== AIM OF THE EXERCISE ==
Among the records that follow, find the line with "accepted the connection." and the line with "pub struct Poller". Set down those lines and all lines between them exactly, without adding anything.

(Saved entries)
use std::collections::BTreeMap;

use crate::common::error::Result;

pub mod csv_file;

/// The canonical operational columns a source adapter normalizes raw
/// headers into. Anything else the source carries is preserved only in the
/// verbatim payload.
pub const CANONICAL_COLUMNS: [&str; 15] = [
    "customer_id",
    "transaction_id",
    "transaction_date",
    "product_type",
    "transaction_amount",
    "transaction_type",
    "account_type",
    "account_status",
    "customer_name",
    "customer_email",
    "customer_phone",
    "customer_age",
    "customer_segment",
    "branch_id",
    "branch_location",
];

/// One untyped source row: column name -> raw text value.
pub type SourceRow = BTreeMap<String, String>;

/// A fetched source file with its provenance fields.
#[derive(Debug, Clone)]
pub struct SourceBatch {
    pub file_name: String,
    pub file_hash: String,
    pub rows: Vec<SourceRow>,
}

/// Produces untyped raw records plus provenance for the extract stage.
/// File-format details stay behind this seam.
pub trait SourceAdapter {
    fn source_name(&self) -> &str;
    fn fetch(&self) -> Result<SourceBatch>;
}
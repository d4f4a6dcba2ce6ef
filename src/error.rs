use thiserror::Error;

/// Why a request could not be read or understood.
///
/// Every variant maps onto the status code sent back to the client; the connection is closed once
/// that response has been delivered.
#[derive(Debug, Error, Clone, PartialEq, Eq)]
pub enum HttpError {
    #[error("malformed request line: {0}")]
    BadRequestLine(&'static str),
    #[error("malformed header: {0}")]
    BadHeader(&'static str),
    #[error("duplicate header `{0}`")]
    DuplicateHeader(String),
    #[error("missing Host header")]
    MissingHost,
    #[error("both Content-Length and Transfer-Encoding are present")]
    ConflictingFraming,
    #[error("invalid Content-Length `{0}`")]
    InvalidContentLength(String),
    #[error("malformed chunked body: {0}")]
    BadChunk(&'static str),
    #[error("request header block is too large")]
    HeadersTooLarge,
    #[error("request body exceeds the limit of {limit} bytes")]
    BodyTooLarge { limit: usize },
    #[error("method `{0}` is not implemented")]
    MethodNotImplemented(String),
    #[error("transfer encoding `{0}` is not implemented")]
    EncodingNotImplemented(String),
}

impl HttpError {
    pub fn status(&self) -> u16 {
        match self {
            Self::BodyTooLarge { .. } => 413,
            Self::MethodNotImplemented(_) | Self::EncodingNotImplemented(_) => 501,
            _ => 400,
        }
    }
}
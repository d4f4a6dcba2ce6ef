#![allow(dead_code, unused_macros)]

use std::collections::HashMap;
use std::fs::{create_dir_all, write};
use std::io;
use std::io::{Read, Write};
use std::net::{TcpListener, TcpStream};
use std::path::{Path, PathBuf};
use std::process::{Child, Command, Stdio};
use std::thread::sleep;
use std::time::Duration;
use tempfile::{tempdir, TempDir};

macro_rules! map {
    ($($k:expr => $v:expr),* $(,)?) => {
        std::iter::Iterator::collect(vec![$(($k, $v),)*].into_iter())
    };
}

pub const BINARY: &str = env!("CARGO_BIN_EXE_webserv-rs");

fn get_unused_port() -> Option<u16> {
    TcpListener::bind(("127.0.0.1", 0))
        .ok()
        .map(|listener| listener.local_addr().unwrap().port())
}

fn wait_for_port(port: u16) -> bool {
    for _ in 0..500 {
        if TcpStream::connect(("127.0.0.1", port)).is_ok() {
            return true;
        }
        sleep(Duration::from_millis(10));
    }
    false
}

struct ScopedChild(Child);

impl Drop for ScopedChild {
    fn drop(&mut self) {
        self.0.kill().ok();
        self.0.wait().ok();
    }
}

impl From<Child> for ScopedChild {
    fn from(child: Child) -> Self {
        ScopedChild(child)
    }
}

/// A running server whose document root is `<tempdir>/www`.
pub struct Server {
    _child: ScopedChild,
    port: u16,
    dir: TempDir,
}
impl Server {
    pub fn new(directives: &str) -> Self {
        Self::with_args(directives, &[])
    }
    /// Start the binary with one server block holding `directives`, plus extra arguments.
    pub fn with_args(directives: &str, args: &[&str]) -> Self {
        let dir = tempdir().expect("failed to create tempdir");
        create_dir_all(dir.path().join("www")).expect("failed to create root");

        // Get an unused port. Assumes the port won't be reused before the server binds it.
        let port = get_unused_port().expect("failed to get unused port");

        let config_path = dir.path().join("webserver.conf");
        write(
            &config_path,
            format!(
                "server {{\n\
                listen 127.0.0.1:{};\n\
                root {};\n\
                index index.html;\n\
                {}\n\
                }}\n",
                port,
                dir.path().join("www").display(),
                directives
            ),
        )
        .expect("failed to write config");

        let child = Command::new(BINARY)
            .args(args)
            .arg(&config_path)
            .stdout(Stdio::null())
            .stderr(Stdio::null())
            .spawn()
            .expect("failed to spawn server")
            .into();

        // Wait until the socket is open.
        assert!(wait_for_port(port), "failed to connect to server");

        Self {
            _child: child,
            port,
            dir,
        }
    }
    pub fn root(&self) -> PathBuf {
        self.dir.path().join("www")
    }
    pub fn create_dir(&self, name: &str) {
        create_dir_all(self.root().join(name)).expect("failed to create directory");
    }
    pub fn create_file(&self, name: &str, contents: &str) -> PathBuf {
        let path = self.root().join(name);
        write(&path, contents).expect("failed to create file");
        path
    }
    pub fn stream(&self) -> TcpStream {
        let stream =
            TcpStream::connect(("127.0.0.1", self.port)).expect("failed to connect to server");
        // Set timeouts to prevent tests from hanging
        stream
            .set_read_timeout(Some(Duration::from_secs(5)))
            .unwrap();
        stream
            .set_write_timeout(Some(Duration::from_secs(5)))
            .unwrap();
        stream
    }
    /// Send raw request bytes on a new connection and read one response.
    pub fn send(&self, request: &[u8]) -> Response {
        let mut stream = self.stream();
        stream.write_all(request).unwrap();
        Response::from_reader(&mut stream).expect("failed to read response")
    }
    pub fn get(&self, path: &str, headers: HashMap<&str, &str>) -> Response {
        let mut request = format!("GET {} HTTP/1.1\r\nHost: localhost\r\n", path);
        for (header_name, header_value) in headers {
            request.push_str(&format!("{}: {}\r\n", header_name, header_value));
        }
        request.push_str("\r\n");
        self.send(request.as_bytes())
    }
}

/// Run the binary to completion with `args`.
pub fn run(args: &[&str], dir: &Path) -> std::process::Output {
    Command::new(BINARY)
        .args(args)
        .current_dir(dir)
        .output()
        .expect("failed to run server")
}

/// HTTP Response from the server.
pub struct Response {
    response_line: String,
    headers: HashMap<String, String>,
    pub body: Option<Vec<u8>>,
}
impl Response {
    pub fn from_reader<R: Read>(reader: &mut R) -> io::Result<Self> {
        let response_line = Self::read_header(reader)?;
        let headers = Self::read_headers(reader)?;
        let body = headers
            .get("Content-Length")
            .map(|length| length.parse::<usize>().expect("invalid content length"))
            .map(|length| Self::read_body(reader, length))
            .transpose()?;
        Ok(Self {
            response_line,
            headers,
            body,
        })
    }
    fn read_headers<R: Read>(reader: &mut R) -> io::Result<HashMap<String, String>> {
        let mut headers = HashMap::new();
        loop {
            let header_line = Self::read_header(reader)?;
            if header_line.is_empty() {
                break;
            }
            let mut header = header_line.splitn(2, ": ");
            let key = header.next().expect("invalid header").to_string();
            let value = header.next().expect("invalid header").to_string();
            headers.insert(key, value);
        }
        Ok(headers)
    }
    fn read_header<R: Read>(reader: &mut R) -> io::Result<String> {
        read_until_slice(reader, b"\r\n")
            .map(|vec| String::from_utf8(vec).expect("response header is not valid UTF-8"))
    }
    fn read_body<R: Read>(reader: &mut R, content_length: usize) -> io::Result<Vec<u8>> {
        let mut body = vec![0; content_length];
        reader.read_exact(&mut body)?;
        Ok(body)
    }
    pub fn status(&self) -> &str {
        self.response_line
            .splitn(2, ' ')
            .nth(1)
            .expect("invalid response line")
    }
    pub fn header(&self, name: &str) -> Option<&str> {
        self.headers.get(name).map(|name| name.as_str())
    }
    pub fn text(&self) -> Option<&str> {
        self.body
            .as_ref()
            .map(|body| std::str::from_utf8(body).expect("body is not valid UTF-8"))
    }
}

pub fn read_until_slice<R: Read>(reader: &mut R, separator: &[u8]) -> io::Result<Vec<u8>> {
    let mut byte = [0; 1];
    let mut buf = Vec::new();
    loop {
        reader.read_exact(&mut byte)?;
        buf.push(byte[0]);
        if buf.as_slice().ends_with(separator) {
            buf.truncate(buf.len() - separator.len());
            return Ok(buf);
        }
    }
}
use std::net::{SocketAddr, TcpStream};
use std::os::unix::io::{AsRawFd, RawFd};
use std::time::{Duration, Instant, SystemTime};

use log::{debug, trace};
use nix::errno::Errno;
use nix::sys::socket;
use thiserror::Error;

use crate::codec::{Progress, RequestReader};
use crate::error::HttpError;
use crate::request::ClientRequest;
use crate::response::{Response, CONTINUE};

/// Requests served on one connection before it is closed.
pub const MAX_REQUESTS: usize = 100;

const RECV_BUFFER_SIZE: usize = 1 << 15;

#[derive(Debug, Error)]
#[error("connection {fd} already has a response pending")]
pub struct ResponsePending {
    pub fd: RawFd,
}

/// Outcome of reading from the socket.
#[derive(Debug, PartialEq, Eq)]
pub enum Recv {
    Open,
    /// The peer is done sending. Requests already buffered are still answered.
    Eof,
    /// The socket failed.
    Closed,
}

/// What the connection needs from the server next.
#[derive(Debug, PartialEq, Eq)]
pub enum Next {
    /// Nothing until more bytes arrive or the pending response is written.
    Idle,
    Request(ClientRequest),
    /// The request could not be read; the connection closes after the error response.
    Error(HttpError),
}

/// Outcome of writing to the socket.
#[derive(Debug, PartialEq, Eq)]
pub enum Sent {
    /// Bytes remain in the write buffer.
    Partial,
    /// The response went out and the connection is ready for the next request.
    Drained,
    /// The connection is finished.
    Close,
}

/// One client socket and the request/response exchange running on it.
#[derive(Debug)]
pub struct Connection {
    socket: TcpStream,
    peer: SocketAddr,
    /// Index of the server whose listener accepted the connection.
    server: usize,
    last_active: Instant,
    reader: RequestReader,
    write_buf: Vec<u8>,
    write_pos: usize,
    /// A response (final or interim) is queued and not fully written.
    pending: bool,
    /// The queued response is `100 Continue`.
    interim: bool,
    /// A request was handed out and its response has not been prepared yet.
    in_flight: bool,
    requests_served: usize,
    keep_alive: bool,
    close_after_write: bool,
    /// The peer shut down its sending side.
    read_closed: bool,
    cgi_fd: Option<RawFd>,
}
//! The event loop: one epoll instance multiplexing listeners, clients and CGI pipes.

use std::cmp::min;
use std::collections::HashMap;
use std::net::TcpListener;
use std::os::unix::io::{AsRawFd, RawFd};
use std::sync::atomic::{AtomicBool, Ordering};
use std::sync::Arc;
use std::time::{Duration, Instant, SystemTime};

use anyhow::{Context, Result};
use log::{debug, error, info, trace, warn};
use nix::errno::Errno;
use nix::sys::epoll::{
    epoll_create1, epoll_ctl, epoll_wait, EpollCreateFlags, EpollEvent, EpollFlags, EpollOp,
};
use nix::unistd::close;

use crate::cgi::Spawner;
use crate::connection::{Connection, Next, Recv, Sent};
use crate::error::HttpError;
use crate::handler::{self, Outcome, Site};
use crate::request::ClientRequest;
use crate::response::Response;
use crate::table::ConnectionTable;

const MAX_EVENTS: usize = 4096;
const WAIT_TIMEOUT_MS: isize = 1000;
const MAX_CLEANUP_INTERVAL: Duration = Duration::from_secs(5);

/// An owned epoll instance. Event data is the registered fd.
#[derive(Debug)]
pub struct Poller {
    epoll: RawFd,
}

impl Poller {
    pub fn new() -> Result<Self> {
        let epoll = epoll_create1(EpollCreateFlags::EPOLL_CLOEXEC)
            .context("failed to create epoll instance")?;
        Ok(Self { epoll })
    }

    fn control(&self, op: EpollOp, fd: RawFd, flags: EpollFlags) -> Result<()> {
        let mut event = EpollEvent::new(flags, fd as u64);
        epoll_ctl(self.epoll, op, fd, &mut event)
            .with_context(|| format!("epoll_ctl {:?} failed for fd {}", op, fd))
    }

    pub fn add(&self, fd: RawFd, flags: EpollFlags) -> Result<()> {
        self.control(EpollOp::EpollCtlAdd, fd, flags)
    }

    pub fn modify(&self, fd: RawFd, flags: EpollFlags) -> Result<()> {
        self.control(EpollOp::EpollCtlMod, fd, flags)
    }

    pub fn delete(&self, fd: RawFd) -> Result<()> {
        epoll_ctl(self.epoll, EpollOp::EpollCtlDel, fd, None)
            .with_context(|| format!("failed to deregister fd {}", fd))
    }

    pub fn wait(&self, events: &mut [EpollEvent], timeout_ms: isize) -> nix::Result<usize> {
        epoll_wait(self.epoll, events, timeout_ms)
    }
}

impl Drop for Poller {
    fn drop(&mut self) {
        if let Err(e) = close(self.epoll) {
            warn!("failed to close epoll instance: {}", e);
        }
    }
}

/// Interest for a client socket.
pub fn client_interest(wants_read: bool, wants_write: bool) -> EpollFlags {
    let mut flags = EpollFlags::empty();
    if wants_read {
        flags |= EpollFlags::EPOLLIN;
    }
    if wants_write {
        flags |= EpollFlags::EPOLLOUT;
    }
    flags
}

pub struct Reactor {
    poller: Poller,
    /// Listener and the index of its server.
    listeners: HashMap<RawFd, (TcpListener, usize)>,
    table: ConnectionTable,
    site: Site,
    spawner: Box<dyn Spawner>,
    timeout: Duration,
    cleanup_interval: Duration,
    last_cleanup: Instant,
    /// Set from signal handlers to stop the loop.
    shutdown: Arc<AtomicBool>,
}

impl Reactor {
    /// `listeners` must be non-blocking.
    pub fn new(
        site: Site,
        listeners: Vec<(TcpListener, usize)>,
        spawner: Box<dyn Spawner>,
        timeout: Duration,
        shutdown: Arc<AtomicBool>,
    ) -> Result<Self> {
        let poller = Poller::new()?;
        let mut by_fd = HashMap::new();
        for (listener, server) in listeners {
            let fd = listener.as_raw_fd();
            poller.add(fd, EpollFlags::EPOLLIN)?;
            by_fd.insert(fd, (listener, server));
        }
        Ok(Self {
            poller,
            listeners: by_fd,
            table: ConnectionTable::default(),
            site,
            spawner,
            timeout,
            cleanup_interval: min(MAX_CLEANUP_INTERVAL, timeout),
            last_cleanup: Instant::now(),
            shutdown,
        })
    }

    /// Serve until the shutdown flag is raised.
    pub fn run(&mut self) -> Result<()> {
        let mut events = vec![EpollEvent::empty(); MAX_EVENTS];
        while !self.shutdown.load(Ordering::Relaxed) {
            let ready = match self.poller.wait(&mut events, WAIT_TIMEOUT_MS) {
                Ok(ready) => ready,
                Err(nix::Error::Sys(Errno::EINTR)) => continue,
                Err(e) => return Err(e).context("epoll_wait failed"),
            };
            for event in &events[..ready] {
                self.handle_event(event.data() as RawFd, event.events());
            }
            self.cleanup(Instant::now());
        }
        info!("shutting down");
        self.close_all();
        Ok(())
    }

    fn handle_event(&mut self, fd: RawFd, flags: EpollFlags) {
        trace!("fd {} is ready: {:?}", fd, flags);
        if self.listeners.contains_key(&fd) {
            self.accept(fd);
        } else if self.table.is_cgi(fd) {
            self.on_cgi_output(fd);
        } else if self.table.is_cgi_input(fd) {
            self.table.feed_cgi(&self.poller, fd);
        } else if self.table.contains(fd) {
            self.on_client(fd, flags);
        } else {
            // Closed earlier in this batch.
            trace!("ignoring event for closed fd {}", fd);
        }
    }

    fn accept(&mut self, listener_fd: RawFd) {
        let (listener, server) = match self.listeners.get(&listener_fd) {
            Some((listener, server)) => (listener, *server),
            None => return,
        };
        let max_body = self.site.config.servers[server].max_body;
        loop {
            let (stream, peer) = match listener.accept() {
                Ok(accepted) => accepted,
                Err(e) if e.kind() == std::io::ErrorKind::WouldBlock => break,
                Err(e) if e.kind() == std::io::ErrorKind::Interrupted => continue,
                Err(e) => {
                    warn!("accept() failed: {}", e);
                    break;
                }
            };
            if let Err(e) = stream.set_nonblocking(true) {
                warn!("failed to make connection from {} non-blocking: {}", peer, e);
                continue;
            }
            let conn = Connection::new(stream, peer, server, max_body);
            let fd = conn.fd();
            if let Err(e) = self.table.insert(&self.poller, conn) {
                warn!("dropping connection from {}: {:#}", peer, e);
                continue;
            }
            info!(
                "accepted connection {} from {} ({} open)",
                fd,
                peer,
                self.table.len()
            );
        }
    }

    fn on_client(&mut self, fd: RawFd, flags: EpollFlags) {
        if flags.intersects(EpollFlags::EPOLLHUP | EpollFlags::EPOLLERR) {
            debug!("connection {} hung up", fd);
            self.close(fd);
            return;
        }
        if flags.contains(EpollFlags::EPOLLIN) {
            let received = match self.table.get_mut(fd) {
                Some(conn) => conn.poll_recv(Instant::now()),
                None => return,
            };
            if received == Recv::Closed {
                self.close(fd);
                return;
            }
        }
        self.advance(fd);
    }

    /// Write what can be written. Returns false if the connection was closed.
    fn flush(&mut self, fd: RawFd) -> bool {
        let sent = match self.table.get_mut(fd) {
            Some(conn) if conn.wants_write() => conn.poll_send(Instant::now()),
            Some(_) => return true,
            None => return false,
        };
        if sent == Sent::Close {
            self.close(fd);
            return false;
        }
        true
    }

    /// Write out queued bytes and handle every request that is already buffered.
    fn advance(&mut self, fd: RawFd) {
        loop {
            if !self.flush(fd) {
                return;
            }
            let next = match self.table.get_mut(fd) {
                Some(conn) if conn.wants_write() => break,
                Some(conn) => conn.next(),
                None => return,
            };
            match next {
                Next::Idle => {
                    let interim = self.table.get_mut(fd).map_or(false, |conn| conn.wants_write());
                    if !interim {
                        break;
                    }
                }
                Next::Request(request) => self.dispatch(fd, request),
                Next::Error(e) => self.reject(fd, e),
            }
        }
        if self.table.get_mut(fd).map_or(false, |conn| conn.is_finished()) {
            debug!("connection {} has nothing left to answer", fd);
            self.close(fd);
            return;
        }
        if let Err(e) = self.table.update_interest(&self.poller, fd) {
            error!("{:#}", e);
            self.close(fd);
        }
    }

    fn dispatch(&mut self, fd: RawFd, request: ClientRequest) {
        let (server, peer) = match self.table.get_mut(fd) {
            Some(conn) => (conn.server(), conn.peer()),
            None => return,
        };
        info!("{} {} {} from {}", fd, request.method, request.uri, peer);
        match handler::dispatch(&self.site, server, request, peer, self.spawner.as_ref()) {
            Outcome::Ready(response) => self.respond(fd, &response),
            Outcome::Cgi(unit) => {
                if let Err(e) = self.table.attach_cgi(&self.poller, unit) {
                    error!("{:#}", e);
                    let response = self.site.error_page(server, 500, "The script failed.");
                    self.respond(fd, &response);
                    return;
                }
                debug!("{} scripts running", self.table.cgi_len());
            }
        }
    }

    fn reject(&mut self, fd: RawFd, e: HttpError) {
        let server = match self.table.get_mut(fd) {
            Some(conn) => conn.server(),
            None => return,
        };
        warn!("bad request on connection {}: {}", fd, e);
        let response = self.site.error_page(server, e.status(), &e.to_string());
        self.respond(fd, &response);
    }

    fn respond(&mut self, fd: RawFd, response: &Response) {
        let result = match self.table.get_mut(fd) {
            Some(conn) => conn.respond(response, self.timeout, SystemTime::now()),
            None => return,
        };
        if let Err(e) = result {
            error!("{}", e);
            self.close(fd);
        }
    }

    fn on_cgi_output(&mut self, cgi_fd: RawFd) {
        let drained = match self.table.cgi_mut(cgi_fd) {
            Some(unit) => unit.drain(),
            None => return,
        };
        let finished = match drained {
            Ok(false) => return,
            Ok(true) => true,
            Err(e) => {
                error!("{:#}", e);
                false
            }
        };
        let unit = match self.table.take_cgi(&self.poller, cgi_fd) {
            Some(unit) => unit,
            None => return,
        };
        let fd = unit.conn_fd();
        let server = match self.table.get_mut(fd) {
            Some(conn) => conn.server(),
            None => return,
        };
        let result = if finished {
            unit.finish()
        } else {
            drop(unit);
            Err(anyhow::anyhow!("lost output of script for connection {}", fd))
        };
        let response = match result {
            Ok(response) => response,
            Err(e) => {
                error!("{:#}", e);
                self.site.error_page(server, 500, "The script failed.")
            }
        };
        self.respond(fd, &response);
        self.advance(fd);
    }

    /// Enforce the CGI deadline and the idle timeout.
    fn cleanup(&mut self, now: Instant) {
        if now.saturating_duration_since(self.last_cleanup) < self.cleanup_interval {
            return;
        }
        self.last_cleanup = now;

        for cgi_fd in self.table.expired_cgi(now) {
            let unit = match self.table.take_cgi(&self.poller, cgi_fd) {
                Some(unit) => unit,
                None => continue,
            };
            let fd = unit.conn_fd();
            warn!("script for connection {} timed out", fd);
            drop(unit);
            let server = match self.table.get_mut(fd) {
                Some(conn) => conn.server(),
                None => continue,
            };
            let response = self.site.error_page(server, 504, "The script took too long.");
            self.respond(fd, &response);
            self.advance(fd);
        }

        for fd in self.table.fds() {
            let conn = match self.table.get_mut(fd) {
                Some(conn) => conn,
                None => continue,
            };
            if conn.cgi_fd().is_some() || conn.idle_for(now) < self.timeout {
                continue;
            }
            if conn.is_waiting_for_client() {
                let response = self.site.error_page(
                    conn.server(),
                    408,
                    "The connection was idle for too long.",
                );
                if conn.respond_and_close(&response, SystemTime::now()).is_ok() {
                    let sent = conn.poll_send(now);
                    trace!("408 to connection {}: {:?}", fd, sent);
                }
            }
            debug!("connection {} timed out", fd);
            self.close(fd);
        }
    }

    fn close(&mut self, fd: RawFd) {
        if self.table.remove(&self.poller, fd) {
            debug!("closed connection {}", fd);
        }
    }

    fn close_all(&mut self) {
        self.table.clear(&self.poller);
        for (fd, _) in self.listeners.drain() {
            if let Err(e) = self.poller.delete(fd) {
                debug!("{:#}", e);
            }
        }
    }
}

== ANSWER SECTION ==
    /// Index of the server whose listener accepted the connection.
    server: usize,
    last_active: Instant,
    reader: RequestReader,
    write_buf: Vec<u8>,
    write_pos: usize,
    /// A response (final or interim) is queued and not fully written.
    pending: bool,
    /// The queued response is `100 Continue`.
    interim: bool,
    /// A request was handed out and its response has not been prepared yet.
    in_flight: bool,
    requests_served: usize,
    keep_alive: bool,
    close_after_write: bool,
    /// The peer shut down its sending side.
    read_closed: bool,
    cgi_fd: Option<RawFd>,
}
//! The event loop: one epoll instance multiplexing listeners, clients and CGI pipes.

use std::cmp::min;
use std::collections::HashMap;
use std::net::TcpListener;
use std::os::unix::io::{AsRawFd, RawFd};
use std::sync::atomic::{AtomicBool, Ordering};
use std::sync::Arc;
use std::time::{Duration, Instant, SystemTime};

use anyhow::{Context, Result};
use log::{debug, error, info, trace, warn};
use nix::errno::Errno;
use nix::sys::epoll::{
    epoll_create1, epoll_ctl, epoll_wait, EpollCreateFlags, EpollEvent, EpollFlags, EpollOp,
};
use nix::unistd::close;

use crate::cgi::Spawner;
use crate::connection::{Connection, Next, Recv, Sent};
use crate::error::HttpError;
use crate::handler::{self, Outcome, Site};
use crate::request::ClientRequest;
use crate::response::Response;
use crate::table::ConnectionTable;

const MAX_EVENTS: usize = 4096;
const WAIT_TIMEOUT_MS: isize = 1000;
const MAX_CLEANUP_INTERVAL: Duration = Duration::from_secs(5);

/// An owned epoll instance. Event data is the registered fd.
#[derive(Debug)]
pub struct Poller {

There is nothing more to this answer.